Nusantarakini.com, Jakarta –
Agak mengaggetkan juga ketika Kapolda Metro Jaya menyurati lembaga yudikatif dalam hal ini Pengadilan Negeri (PN) Jakarta Utara agar memunda sidang pembacaan tuntutan terhadap kasus Basuki Tjahaya Purnama alias Ahok yang didakwa terlibat kasus penodaan agama Islam.
Alasannya pun seperti dibuat-buat untuk menjaga suasana keamanan Jakarta tetap kondusif jelang pemungutan suara Pilkada DKI.

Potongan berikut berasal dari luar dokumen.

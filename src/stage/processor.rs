//! Record processor — drives one record at a time through resolution,
//! validation, dispatch, and routing.
//!
//! The run is a small state machine: the first record triggers field
//! resolution and shape extension (once), then every record is validated,
//! dispatched to the provider, and emitted to exactly one outcome channel.
//! Resolution failure aborts the whole run; every later failure is a
//! per-record outcome on the failure channel.

use std::sync::Arc;

use chrono::{DateTime, Utc};
use futures::{Stream, StreamExt};
use tracing::{debug, error, info};
use uuid::Uuid;

use crate::config::StageConfig;
use crate::engine::{DownstreamRegistry, StopFlag};
use crate::error::{ConfigError, Error};
use crate::provider::{SmsProvider, SmsRequest};
use crate::record::{Record, Shape, Value};
use crate::stage::router::DispatchRouter;
use crate::stage::schema::{self, OutputLayout, ResolvedFields};
use crate::stage::types::{DispatchOutcome, RouteTag};

/// Progress line interval, in records.
const FEEDBACK_EVERY: u64 = 1000;

/// Per-run state, fixed at the first record.
#[derive(Debug, Clone)]
struct ResolvedRun {
    run_id: Uuid,
    started_at: DateTime<Utc>,
    fields: ResolvedFields,
    layout: OutputLayout,
}

enum RunState {
    Uninitialized,
    Streaming(ResolvedRun),
    Done,
    Aborted,
}

impl RunState {
    fn label(&self) -> &'static str {
        match self {
            Self::Uninitialized => "uninitialized",
            Self::Streaming(_) => "streaming",
            Self::Done => "done",
            Self::Aborted => "aborted",
        }
    }
}

/// The stage orchestrator.
///
/// Single-threaded per instance: one record is fully processed before the
/// next is accepted. The host engine may run independent copies over record
/// partitions; no state is shared between them.
pub struct RecordProcessor {
    config: StageConfig,
    provider: Arc<dyn SmsProvider>,
    router: DispatchRouter,
    stop: StopFlag,
    state: RunState,
    records_seen: u64,
}

impl std::fmt::Debug for RecordProcessor {
    fn fmt(&self, f: &mut std::fmt::Formatter<'_>) -> std::fmt::Result {
        f.debug_struct("RecordProcessor")
            .field("provider", &self.provider.name())
            .field("router", &self.router)
            .field("state", &self.state.label())
            .field("records_seen", &self.records_seen)
            .finish()
    }
}

impl RecordProcessor {
    /// Build a processor. Validates the configuration and resolves the
    /// configured destinations — both fatal if they fail, before any record
    /// is accepted.
    pub fn new(
        config: StageConfig,
        provider: Arc<dyn SmsProvider>,
        registry: &dyn DownstreamRegistry,
        stop: StopFlag,
    ) -> Result<Self, ConfigError> {
        config.validate()?;
        let router = DispatchRouter::from_config(&config, registry)?;
        Ok(Self {
            config,
            provider,
            router,
            stop,
            state: RunState::Uninitialized,
            records_seen: 0,
        })
    }

    /// The run's output shape, available once the first record (or an
    /// explicit [`prepare`](Self::prepare)) has fixed it.
    pub fn output_shape(&self) -> Option<&Arc<Shape>> {
        match &self.state {
            RunState::Streaming(run) => Some(&run.layout.shape),
            _ => None,
        }
    }

    /// Resolve field indices and the output shape against an input shape.
    ///
    /// Runs once; later calls return the already-fixed shape. The engine may
    /// call this ahead of the first record to bind downstream stages to the
    /// output shape. Resolution failure aborts the run and raises the shared
    /// stop flag — the whole transformation halts, not just this stage.
    pub fn prepare(&mut self, input_shape: &Shape) -> Result<Arc<Shape>, Error> {
        match &self.state {
            RunState::Streaming(run) => return Ok(Arc::clone(&run.layout.shape)),
            RunState::Done | RunState::Aborted => {
                return Err(Error::Closed {
                    state: self.state.label(),
                });
            }
            RunState::Uninitialized => {}
        }

        let fields = match schema::resolve_fields(input_shape, &self.config) {
            Ok(fields) => fields,
            Err(e) => {
                error!(error = %e, "Field resolution failed, aborting run");
                self.state = RunState::Aborted;
                self.stop.trigger();
                return Err(e.into());
            }
        };
        let layout = schema::extend_shape(input_shape, &self.config);

        let run = ResolvedRun {
            run_id: Uuid::new_v4(),
            started_at: Utc::now(),
            fields,
            layout,
        };
        info!(
            run_id = %run.run_id,
            recipient_idx = run.fields.recipient,
            sender_idx = run.fields.sender,
            message_idx = run.fields.message,
            output_fields = run.layout.shape.len(),
            "Resolved input fields and output shape"
        );
        let shape = Arc::clone(&run.layout.shape);
        self.state = RunState::Streaming(run);
        Ok(shape)
    }

    /// Process one record: extend, validate, dispatch, fill result fields,
    /// and emit to exactly one channel.
    ///
    /// `Ok` carries the channel the record went to. `Err` is fatal: a
    /// configuration error on the first record, a closed downstream queue, or
    /// an observed stop request (the record is not dispatched or emitted).
    pub async fn process(&mut self, record: Record) -> Result<RouteTag, Error> {
        if matches!(self.state, RunState::Done | RunState::Aborted) {
            return Err(Error::Closed {
                state: self.state.label(),
            });
        }
        if self.stop.is_stopped() {
            debug!("Stop requested; refusing to dispatch");
            return Err(Error::Stopped);
        }

        let input_shape = Arc::clone(record.shape());
        self.prepare(&input_shape)?;
        let run = match &self.state {
            RunState::Streaming(run) => run.clone(),
            _ => {
                return Err(Error::Closed {
                    state: self.state.label(),
                });
            }
        };

        let mut record = record.resized_to(Arc::clone(&run.layout.shape));
        let outcome = self.dispatch(&record, &run.fields).await;
        fill_result_fields(&mut record, &run.layout, &outcome);

        let tag = DispatchRouter::tag(&outcome);
        debug!(
            run_id = %run.run_id,
            outcome = outcome.label(),
            route = ?tag,
            "Dispatched record"
        );
        self.router.deliver(tag, record).await?;

        self.records_seen += 1;
        if self.records_seen % FEEDBACK_EVERY == 0 {
            info!(run_id = %run.run_id, lines = self.records_seen, "Progress");
        }
        Ok(tag)
    }

    /// Validate required values and credentials, then call the provider.
    ///
    /// Credentials are read fresh from the configuration on every record.
    /// Any empty required value short-circuits without contacting the
    /// provider.
    async fn dispatch(&self, record: &Record, fields: &ResolvedFields) -> DispatchOutcome {
        if !self.config.credentials.is_complete() {
            error!("Provider credentials are empty at dispatch time");
            return DispatchOutcome::Invalid {
                reason: "provider credentials are empty".into(),
            };
        }

        let to = match required_text(record, "recipient", fields.recipient) {
            Ok(v) => v,
            Err(outcome) => return outcome,
        };
        let from = match required_text(record, "sender", fields.sender) {
            Ok(v) => v,
            Err(outcome) => return outcome,
        };
        let body = match required_text(record, "message", fields.message) {
            Ok(v) => v,
            Err(outcome) => return outcome,
        };

        let request = SmsRequest { to, from, body };
        match self
            .provider
            .send(request, &self.config.credentials)
            .await
        {
            Ok(receipt) => DispatchOutcome::Sent(receipt),
            Err(e) => {
                error!(provider = self.provider.name(), error = %e, "Message creation failed");
                DispatchOutcome::ProviderFailure(e)
            }
        }
    }

    /// Upstream signalled end of input: complete all output channels.
    pub async fn finish(&mut self) -> Result<(), Error> {
        match &self.state {
            RunState::Aborted => {
                return Err(Error::Closed { state: "aborted" });
            }
            RunState::Done => return Ok(()),
            RunState::Streaming(run) => {
                info!(
                    run_id = %run.run_id,
                    records = self.records_seen,
                    started_at = %run.started_at,
                    "Run complete"
                );
            }
            RunState::Uninitialized => {
                info!("Run complete without receiving any records");
            }
        }
        self.state = RunState::Done;
        self.router.complete().await;
        Ok(())
    }

    /// Drive the processor from a record stream until it ends or the run is
    /// stopped, then finish.
    ///
    /// Per-record dispatch failures are handled inside [`process`] and do not
    /// surface here; only fatal errors end the run early.
    pub async fn run(
        &mut self,
        mut source: impl Stream<Item = Record> + Unpin,
    ) -> Result<(), Error> {
        while let Some(record) = source.next().await {
            match self.process(record).await {
                Ok(_) => {}
                Err(Error::Stopped) => {
                    info!("Run stopped cooperatively");
                    break;
                }
                Err(e) => return Err(e),
            }
        }
        self.finish().await
    }
}

/// Read a required text value, or the validation outcome that skips the
/// provider call.
fn required_text(record: &Record, name: &str, idx: usize) -> Result<String, DispatchOutcome> {
    match record.get(idx) {
        value if value.is_empty() => {
            error!(field = name, "Required value is empty; skipping provider call");
            Err(DispatchOutcome::Invalid {
                reason: format!("{name} is empty"),
            })
        }
        Value::Text(text) => Ok(text.clone()),
        _ => {
            error!(field = name, "Required value is not text");
            Err(DispatchOutcome::Invalid {
                reason: format!("{name} is not a text value"),
            })
        }
    }
}

/// Copy outcome data into the configured result fields. Fields the outcome
/// has no data for stay at their default value; the shape never changes.
fn fill_result_fields(record: &mut Record, layout: &OutputLayout, outcome: &DispatchOutcome) {
    match outcome {
        DispatchOutcome::Sent(receipt) => {
            if let Some(idx) = layout.status {
                record.set(idx, Value::Text(receipt.status.clone()));
            }
            if let (Some(idx), Some(price)) = (layout.price, &receipt.price) {
                record.set(idx, Value::Text(price.clone()));
            }
            if let (Some(idx), Some(code)) = (layout.error_code, receipt.error_code) {
                record.set(idx, Value::Integer(code));
            }
            if let (Some(idx), Some(message)) = (layout.error_message, &receipt.error_message) {
                record.set(idx, Value::Text(message.clone()));
            }
        }
        DispatchOutcome::ProviderFailure(e) => {
            if let (Some(idx), Some(code)) = (layout.error_code, e.code()) {
                record.set(idx, Value::Integer(code));
            }
            if let Some(idx) = layout.error_message {
                record.set(idx, Value::Text(e.detail()));
            }
        }
        // No provider contact — nothing beyond defaults.
        DispatchOutcome::Invalid { .. } => {}
    }
}
pub(crate) mod daemon;
pub(crate) mod hold;
pub(crate) mod serve;

use crate::args::Cli;
use trex_master::config::SupervisorConfig;

/// Process-wide configuration from the command line, environment and
/// optional `--config` file.
pub(crate) fn build_config(cli: &Cli) -> trex_master::Result<SupervisorConfig> {
    let launch_dir = match &cli.launch_dir {
        Some(dir) => dir.clone(),
        None => std::env::current_dir()?,
    };
    let trex_dir = cli.trex_dir.clone().unwrap_or_else(|| launch_dir.clone());

    let mut config = SupervisorConfig::new(&trex_dir, &launch_dir)?
        .with_ports(
            cli.master_port,
            cli.trex_daemon_port,
            cli.stl_rpc_proxy_port,
        )
        .with_allow_update(cli.allow_update);
    if let Some(dir) = &cli.log_dir {
        config = config.with_log_dir(dir);
    }
    if let Some(dir) = &cli.tmp_dir {
        config = config.with_tmp_dir(dir);
    }
    if let Some(dir) = &cli.temp_root {
        config = config.with_temp_root(dir);
    }
    if let Some(path) = &cli.config {
        config = config.with_config_file(path)?;
    }
    Ok(config)
}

Pada hal hari “H” pemungutan suara masih satu minggu lagi yaitu tanggal 19 April 2017. Jadi polisi masih punya waktu untuk mengawal, merencanakan dan mengendalikan situasi keamanan Jakarta kalau betul-betul memang ada indikasi kuat yang mengancam keamanan dan ketertiban Pilkada DKI Jakarta.
Sependek ingatan saya baru kali ini lembaga kepolisian secara resmi menyurati lembaga yudikatif agar mengambil langkah yang tidak lazim dalam proses pelaksanaan persidangan yang dilakulan oleh lembaga yudikatif.
Dalam teori pemisahan kekuasaan atau teori trias politica, masing-masing cabang kekuasaan negara memiliki tugas dan fungsi masing-masing yang tidak dapat saling mencampuri.
Polisi dalam ranah kerjanya berada dalam ranah eksekutif termasuk juga lembaga kejaksaan. Jadi kedua lembaga ini berfungsi untuk melakukan checkd and ballances terhadap cabang kekuasaan negara lainnya yaitu yudikatif dan legislatif. Dalam prinsip negara hukum pemisahan cabang-cabang kekuasaan negara ini sekali lagi dimaksudkan agar kekuasaan tidak terkonsentrasi hanya pada salah satu cabang kekuasaan negara saja. Sebab jika kekuasaan negara hanya terkonsentrasi pada eksekutif atau pada yudikatif atau pada legislatif saja, maka jalannya kehidupan bernegara tidak lagi bersifat demokratis akan tetapi bersifat otoriter. Dan ini sangat berbahaya bagi Indonesia sebagai negara yang menganut paham negara hukum. Atau sebagai negara yang menganut paham demokrasi konstitusional.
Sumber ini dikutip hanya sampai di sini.